Hi, this is pigeonkeeper!! Well, if some of you don't know, my eggs just hatched and i am very excited! After the pigeons are full grown, i want to fix up their loft!! I don't really like the one there in right now not because it's bad, but, i just dont like it!! I would really like some plans on a loft that would fit about 5-10 birds!! i am also planning to get some fantails and jacobins!! 

If anyone has plans, please let me know!! 

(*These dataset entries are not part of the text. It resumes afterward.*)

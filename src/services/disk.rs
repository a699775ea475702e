use camino::Utf8Path;

const BYTES_PER_GB: f64 = 1024.0 * 1024.0 * 1024.0;

/// Pre-flight disk-space check for the filesystem hosting generated output.
///
/// Pure query; never mutates state.
pub struct DiskSpaceGuard;

impl DiskSpaceGuard {
    /// Returns `(ok, free_gb)`. If the underlying OS query fails, the guard
    /// fails open (reports space available) so an unrelated infrastructure
    /// fault cannot block all runs.
    pub fn check(path: &Utf8Path, min_free_gb: f64) -> (bool, f64) {
        match fs4::available_space(path.as_std_path()) {
            Ok(bytes) => {
                let free_gb = bytes as f64 / BYTES_PER_GB;
                (free_gb >= min_free_gb, free_gb)
            }
            Err(e) => {
                tracing::error!("Failed to check disk space for {}: {}", path, e);
                (true, 0.0)
            }
        }
    }
}
#![allow(dead_code)]

use aip_updater::config::{ProfileStore, Settings};
use aip_updater::services::process::{
    ProcessError, ProcessRunner, StreamExit, StreamSource, StreamingChild, ToolCommand, ToolOutput,
};
use async_trait::async_trait;
use camino::Utf8PathBuf;
use std::fs;
use std::sync::Mutex;
use tempfile::TempDir;

/// One scripted response, matched by substring against the rendered argv.
#[derive(Debug, Clone, Default)]
pub struct ScriptedCall {
    matcher: String,
    exit_code: i32,
    stdout: String,
    stderr: String,
    lines: Vec<String>,
    touch: Option<Utf8PathBuf>,
    fail_spawn: bool,
}

impl ScriptedCall {
    pub fn new<S: Into<String>>(matcher: S) -> Self {
        Self {
            matcher: matcher.into(),
            ..Self::default()
        }
    }

    pub fn exit_code(mut self, code: i32) -> Self {
        self.exit_code = code;
        self
    }

    pub fn stdout<S: Into<String>>(mut self, stdout: S) -> Self {
        self.stdout = stdout.into();
        self
    }

    pub fn stderr<S: Into<String>>(mut self, stderr: S) -> Self {
        self.stderr = stderr.into();
        self
    }

    /// Lines delivered through the streamed source.
    pub fn lines<I, S>(mut self, lines: I) -> Self
    where
        I: IntoIterator<Item = S>,
        S: Into<String>,
    {
        self.lines = lines.into_iter().map(Into::into).collect();
        self
    }

    /// File created (with placeholder content) when this call runs, standing
    /// in for the artifact the real tool would write.
    pub fn touch(mut self, path: Utf8PathBuf) -> Self {
        self.touch = Some(path);
        self
    }

    /// Make the invocation fail as if the program were missing.
    pub fn fail_spawn(mut self) -> Self {
        self.fail_spawn = true;
        self
    }
}

/// Scripted stand-in for the external tools. Calls are matched against the
/// scripts in order; an unscripted call fails like a missing program, which
/// surfaces as a per-profile exception rather than a panic.
#[derive(Debug, Default)]
pub struct FakeRunner {
    scripts: Vec<ScriptedCall>,
    invocations: Mutex<Vec<String>>,
}

impl FakeRunner {
    pub fn new() -> Self {
        Self::default()
    }

    pub fn script(mut self, call: ScriptedCall) -> Self {
        self.scripts.push(call);
        self
    }

    /// Every argv this runner has seen, in order.
    pub fn invocations(&self) -> Vec<String> {
        self.invocations.lock().unwrap().clone()
    }

    /// How many recorded invocations contain `needle`.
    pub fn count(&self, needle: &str) -> usize {
        self.invocations
            .lock()
            .unwrap()
            .iter()
            .filter(|argv| argv.contains(needle))
            .count()
    }

    fn dispatch(&self, cmd: &ToolCommand) -> Result<&ScriptedCall, ProcessError> {
        let argv = cmd.display();
        self.invocations.lock().unwrap().push(argv.clone());

        let script = self
            .scripts
            .iter()
            .find(|s| argv.contains(&s.matcher))
            .ok_or_else(|| ProcessError::Spawn {
                program: cmd.program.clone(),
                source: std::io::Error::other(format!("no script for: {argv}")),
            })?;

        if script.fail_spawn {
            return Err(ProcessError::Spawn {
                program: cmd.program.clone(),
                source: std::io::Error::other("scripted spawn failure"),
            });
        }
        if let Some(path) = &script.touch {
            if let Some(parent) = path.parent() {
                fs::create_dir_all(parent.as_std_path()).unwrap();
            }
            fs::write(path.as_std_path(), b"%PDF-fake").unwrap();
        }
        Ok(script)
    }
}

#[async_trait]
impl ProcessRunner for FakeRunner {
    async fn run(&self, cmd: &ToolCommand) -> Result<ToolOutput, ProcessError> {
        let script = self.dispatch(cmd)?;
        Ok(ToolOutput {
            exit_code: script.exit_code,
            stdout: script.stdout.clone(),
            stderr: script.stderr.clone(),
        })
    }

    async fn stream(
        &self,
        cmd: &ToolCommand,
        source: StreamSource,
    ) -> Result<StreamingChild, ProcessError> {
        let script = self.dispatch(cmd)?;
        let captured = match source {
            StreamSource::Stdout => script.stderr.clone(),
            StreamSource::Stderr => script.stdout.clone(),
        };
        Ok(StreamingChild::scripted(
            script.lines.clone(),
            StreamExit {
                exit_code: script.exit_code,
                captured,
            },
        ))
    }
}

/// Isolated settings plus profile store rooted in a temp directory.
pub struct TestEnv {
    pub dir: TempDir,
    pub settings: Settings,
    pub store: ProfileStore,
}

impl TestEnv {
    pub fn new() -> Self {
        let dir = TempDir::new().unwrap();
        let root = Utf8PathBuf::try_from(dir.path().to_path_buf()).unwrap();

        let mut settings = Settings::default();
        settings.output_dir = root.join("output");
        settings.cache_dir = root.join("cache");
        settings.data_dir = root.join("data");
        settings.ocr_jobs = 2;
        settings.ensure_directories().unwrap();

        let store = ProfileStore::new(settings.profiles_file());
        Self {
            dir,
            settings,
            store,
        }
    }

    /// Expected artifact paths for a profile name and AIRAC cycle.
    pub fn artifact_paths(&self, name: &str, cycle: &str) -> (Utf8PathBuf, Utf8PathBuf) {
        let dir = self.settings.output_dir.join(name);
        (
            dir.join(format!("{name}_{cycle}.pdf")),
            dir.join(format!("{name}_{cycle}_ocr.pdf")),
        )
    }

    /// Pre-create both artifacts so the pipeline skips the profile.
    pub fn create_artifacts(&self, name: &str, cycle: &str) {
        let (pdf, ocr) = self.artifact_paths(name, cycle);
        fs::create_dir_all(pdf.parent().unwrap().as_std_path()).unwrap();
        fs::write(pdf.as_std_path(), b"%PDF-fake").unwrap();
        fs::write(ocr.as_std_path(), b"%PDF-fake").unwrap();
    }
}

Thanks and Appreciate it!!


----------



## TAWhatley (Mar 6, 2001)

Hi PK .. have a look in our Loft Design Forum .. It's in Pigeons For Sport. You will find lots of helpful stuff there!

Terry


----------



## Skyeking (Jan 17, 2003)

You first need to figure out EXACTLY how many birds you plan to have, not how many birds you NOW have, so you can build correct size accordingly. Also, your coop will be designed partly based, on whether your are going to have flyers, or just breeders, and/or pets. Also, they won't need as much room inside the coop if they have access to a nice large aviary in the daytime.


----------



## spirit wings (Mar 29, 2008)

oh boy she's hooked!.....I will post one later when I get home.


----------



## spirit wings (Mar 29, 2008)

just to give ideas.....


----------



## DEEJAY7950 (Dec 13, 2006)

Have a look!

http://www.redroselofts.com/ribaudos_loft.htm
http://www.redroselofts.com/starter_loft.htm
http://members.cox.net/windsorloft/myYBloft.html
http://www.redroselofts.com/kennedys_loft.htm


----------



## NavyDT (Jun 2, 2008)

Check out the posts in the thread New Fancier, Nre Loft, there are pictures for that entire build, it was designed for 14 birds.
Very Respectfully,
NavyDT


----------